- _Task brief_
Bring together all lines from the listing below that contain the string "FnOnce".

• • • •

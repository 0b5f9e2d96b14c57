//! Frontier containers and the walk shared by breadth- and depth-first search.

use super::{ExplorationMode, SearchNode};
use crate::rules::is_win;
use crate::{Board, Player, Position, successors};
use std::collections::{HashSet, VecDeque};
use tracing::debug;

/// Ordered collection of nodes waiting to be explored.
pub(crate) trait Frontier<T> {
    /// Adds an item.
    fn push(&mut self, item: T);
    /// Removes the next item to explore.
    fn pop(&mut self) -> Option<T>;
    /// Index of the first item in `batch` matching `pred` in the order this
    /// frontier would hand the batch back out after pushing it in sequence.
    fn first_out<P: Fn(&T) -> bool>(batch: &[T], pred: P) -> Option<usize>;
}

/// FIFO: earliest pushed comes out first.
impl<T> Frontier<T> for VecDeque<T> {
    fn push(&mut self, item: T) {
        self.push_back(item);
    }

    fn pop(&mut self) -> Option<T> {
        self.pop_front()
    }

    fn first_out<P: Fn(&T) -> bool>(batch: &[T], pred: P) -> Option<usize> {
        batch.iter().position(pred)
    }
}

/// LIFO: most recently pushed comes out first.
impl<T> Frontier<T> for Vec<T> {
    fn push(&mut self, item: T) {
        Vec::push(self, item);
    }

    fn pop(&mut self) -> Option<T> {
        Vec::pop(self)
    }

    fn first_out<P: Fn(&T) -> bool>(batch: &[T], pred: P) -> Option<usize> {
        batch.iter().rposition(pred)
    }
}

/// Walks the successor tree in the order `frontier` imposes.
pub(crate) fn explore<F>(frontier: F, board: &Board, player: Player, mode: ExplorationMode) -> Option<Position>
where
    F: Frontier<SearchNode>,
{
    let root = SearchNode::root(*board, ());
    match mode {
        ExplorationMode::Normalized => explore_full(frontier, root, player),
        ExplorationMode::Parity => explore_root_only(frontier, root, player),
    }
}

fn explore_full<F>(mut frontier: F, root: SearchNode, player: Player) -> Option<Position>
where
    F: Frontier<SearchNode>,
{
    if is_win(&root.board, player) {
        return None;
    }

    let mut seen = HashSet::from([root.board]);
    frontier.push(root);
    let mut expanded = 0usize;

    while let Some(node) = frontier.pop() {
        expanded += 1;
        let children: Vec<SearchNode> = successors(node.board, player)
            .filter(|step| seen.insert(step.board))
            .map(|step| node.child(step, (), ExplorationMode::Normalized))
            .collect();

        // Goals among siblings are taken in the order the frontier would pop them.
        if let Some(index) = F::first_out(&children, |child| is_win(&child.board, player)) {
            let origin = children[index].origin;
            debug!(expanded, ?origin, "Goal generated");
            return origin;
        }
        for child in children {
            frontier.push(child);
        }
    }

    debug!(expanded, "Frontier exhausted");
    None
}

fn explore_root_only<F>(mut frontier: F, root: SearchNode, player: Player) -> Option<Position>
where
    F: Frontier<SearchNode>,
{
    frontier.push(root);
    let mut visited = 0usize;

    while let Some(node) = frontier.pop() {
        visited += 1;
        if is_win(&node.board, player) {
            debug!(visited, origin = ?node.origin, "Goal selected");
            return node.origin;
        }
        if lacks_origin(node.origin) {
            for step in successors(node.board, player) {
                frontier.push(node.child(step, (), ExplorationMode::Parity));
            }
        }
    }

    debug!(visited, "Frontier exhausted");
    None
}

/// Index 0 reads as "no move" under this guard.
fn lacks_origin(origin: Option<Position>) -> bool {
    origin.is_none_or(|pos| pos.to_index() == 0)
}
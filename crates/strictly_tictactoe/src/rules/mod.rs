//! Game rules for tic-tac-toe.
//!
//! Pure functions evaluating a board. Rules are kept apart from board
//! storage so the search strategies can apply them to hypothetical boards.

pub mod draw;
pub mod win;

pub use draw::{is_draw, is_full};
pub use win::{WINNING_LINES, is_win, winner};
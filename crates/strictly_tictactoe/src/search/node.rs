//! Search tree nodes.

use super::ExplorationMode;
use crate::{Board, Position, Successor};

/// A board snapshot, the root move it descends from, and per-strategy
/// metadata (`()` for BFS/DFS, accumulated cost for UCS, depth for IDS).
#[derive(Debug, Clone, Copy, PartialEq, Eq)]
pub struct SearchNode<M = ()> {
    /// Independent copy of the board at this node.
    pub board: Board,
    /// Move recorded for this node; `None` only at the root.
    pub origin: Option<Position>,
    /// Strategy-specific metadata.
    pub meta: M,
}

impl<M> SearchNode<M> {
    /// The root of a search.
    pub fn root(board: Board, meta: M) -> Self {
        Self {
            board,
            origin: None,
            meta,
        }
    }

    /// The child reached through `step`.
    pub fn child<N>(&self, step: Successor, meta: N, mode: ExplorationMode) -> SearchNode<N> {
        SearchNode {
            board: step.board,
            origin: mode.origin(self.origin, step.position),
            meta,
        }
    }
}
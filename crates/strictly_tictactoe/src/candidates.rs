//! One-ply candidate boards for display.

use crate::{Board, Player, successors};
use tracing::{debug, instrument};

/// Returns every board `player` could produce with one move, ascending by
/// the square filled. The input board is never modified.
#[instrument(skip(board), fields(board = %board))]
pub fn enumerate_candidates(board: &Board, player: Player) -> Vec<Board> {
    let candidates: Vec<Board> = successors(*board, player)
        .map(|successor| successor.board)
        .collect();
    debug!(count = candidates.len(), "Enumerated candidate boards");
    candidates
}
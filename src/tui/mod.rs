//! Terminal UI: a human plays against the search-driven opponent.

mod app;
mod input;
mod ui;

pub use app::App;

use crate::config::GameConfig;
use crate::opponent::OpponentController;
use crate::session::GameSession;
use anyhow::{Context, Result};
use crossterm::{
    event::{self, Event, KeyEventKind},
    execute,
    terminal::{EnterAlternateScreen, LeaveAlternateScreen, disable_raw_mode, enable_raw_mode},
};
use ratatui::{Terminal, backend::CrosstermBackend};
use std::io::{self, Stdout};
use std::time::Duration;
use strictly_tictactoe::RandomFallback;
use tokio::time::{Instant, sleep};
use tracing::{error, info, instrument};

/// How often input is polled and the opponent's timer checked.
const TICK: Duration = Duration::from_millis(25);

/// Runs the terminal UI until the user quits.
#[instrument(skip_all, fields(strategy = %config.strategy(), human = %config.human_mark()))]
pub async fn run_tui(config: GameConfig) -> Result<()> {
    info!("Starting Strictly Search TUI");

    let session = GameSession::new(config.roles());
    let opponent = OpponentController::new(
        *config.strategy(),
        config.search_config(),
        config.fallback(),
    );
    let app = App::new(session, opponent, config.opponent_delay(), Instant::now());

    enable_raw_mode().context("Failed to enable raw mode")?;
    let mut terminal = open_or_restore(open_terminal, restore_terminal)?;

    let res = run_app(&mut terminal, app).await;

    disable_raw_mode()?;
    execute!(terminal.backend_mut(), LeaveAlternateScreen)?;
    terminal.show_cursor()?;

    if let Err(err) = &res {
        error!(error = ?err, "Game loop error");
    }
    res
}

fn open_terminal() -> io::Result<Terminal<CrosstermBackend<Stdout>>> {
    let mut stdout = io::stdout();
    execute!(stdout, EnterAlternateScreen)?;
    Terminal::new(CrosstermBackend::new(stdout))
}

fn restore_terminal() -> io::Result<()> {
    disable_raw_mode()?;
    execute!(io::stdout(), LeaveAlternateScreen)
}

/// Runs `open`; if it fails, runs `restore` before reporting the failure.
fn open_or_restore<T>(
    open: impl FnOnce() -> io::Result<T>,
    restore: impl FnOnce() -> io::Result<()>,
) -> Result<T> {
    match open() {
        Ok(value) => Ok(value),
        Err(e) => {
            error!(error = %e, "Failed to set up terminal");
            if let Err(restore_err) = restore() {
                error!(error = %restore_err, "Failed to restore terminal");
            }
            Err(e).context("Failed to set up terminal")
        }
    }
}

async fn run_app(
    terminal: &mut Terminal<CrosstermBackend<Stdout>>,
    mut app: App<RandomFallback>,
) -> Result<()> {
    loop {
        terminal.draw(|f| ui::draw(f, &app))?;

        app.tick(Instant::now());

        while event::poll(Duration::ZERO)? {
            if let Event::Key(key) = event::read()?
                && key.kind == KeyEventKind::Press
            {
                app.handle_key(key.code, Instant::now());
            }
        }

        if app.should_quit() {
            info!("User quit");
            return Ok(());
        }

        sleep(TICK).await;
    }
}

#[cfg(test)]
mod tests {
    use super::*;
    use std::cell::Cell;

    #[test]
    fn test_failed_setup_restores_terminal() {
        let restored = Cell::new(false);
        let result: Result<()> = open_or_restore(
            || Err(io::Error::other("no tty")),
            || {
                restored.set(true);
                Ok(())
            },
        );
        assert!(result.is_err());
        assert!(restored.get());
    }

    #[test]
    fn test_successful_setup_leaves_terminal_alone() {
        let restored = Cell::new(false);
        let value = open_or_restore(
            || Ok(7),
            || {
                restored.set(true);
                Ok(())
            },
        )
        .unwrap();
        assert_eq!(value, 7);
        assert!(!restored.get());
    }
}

• • • •

- _Answer to the problem_
    open: impl FnOnce() -> io::Result<T>,
    restore: impl FnOnce() -> io::Result<()>,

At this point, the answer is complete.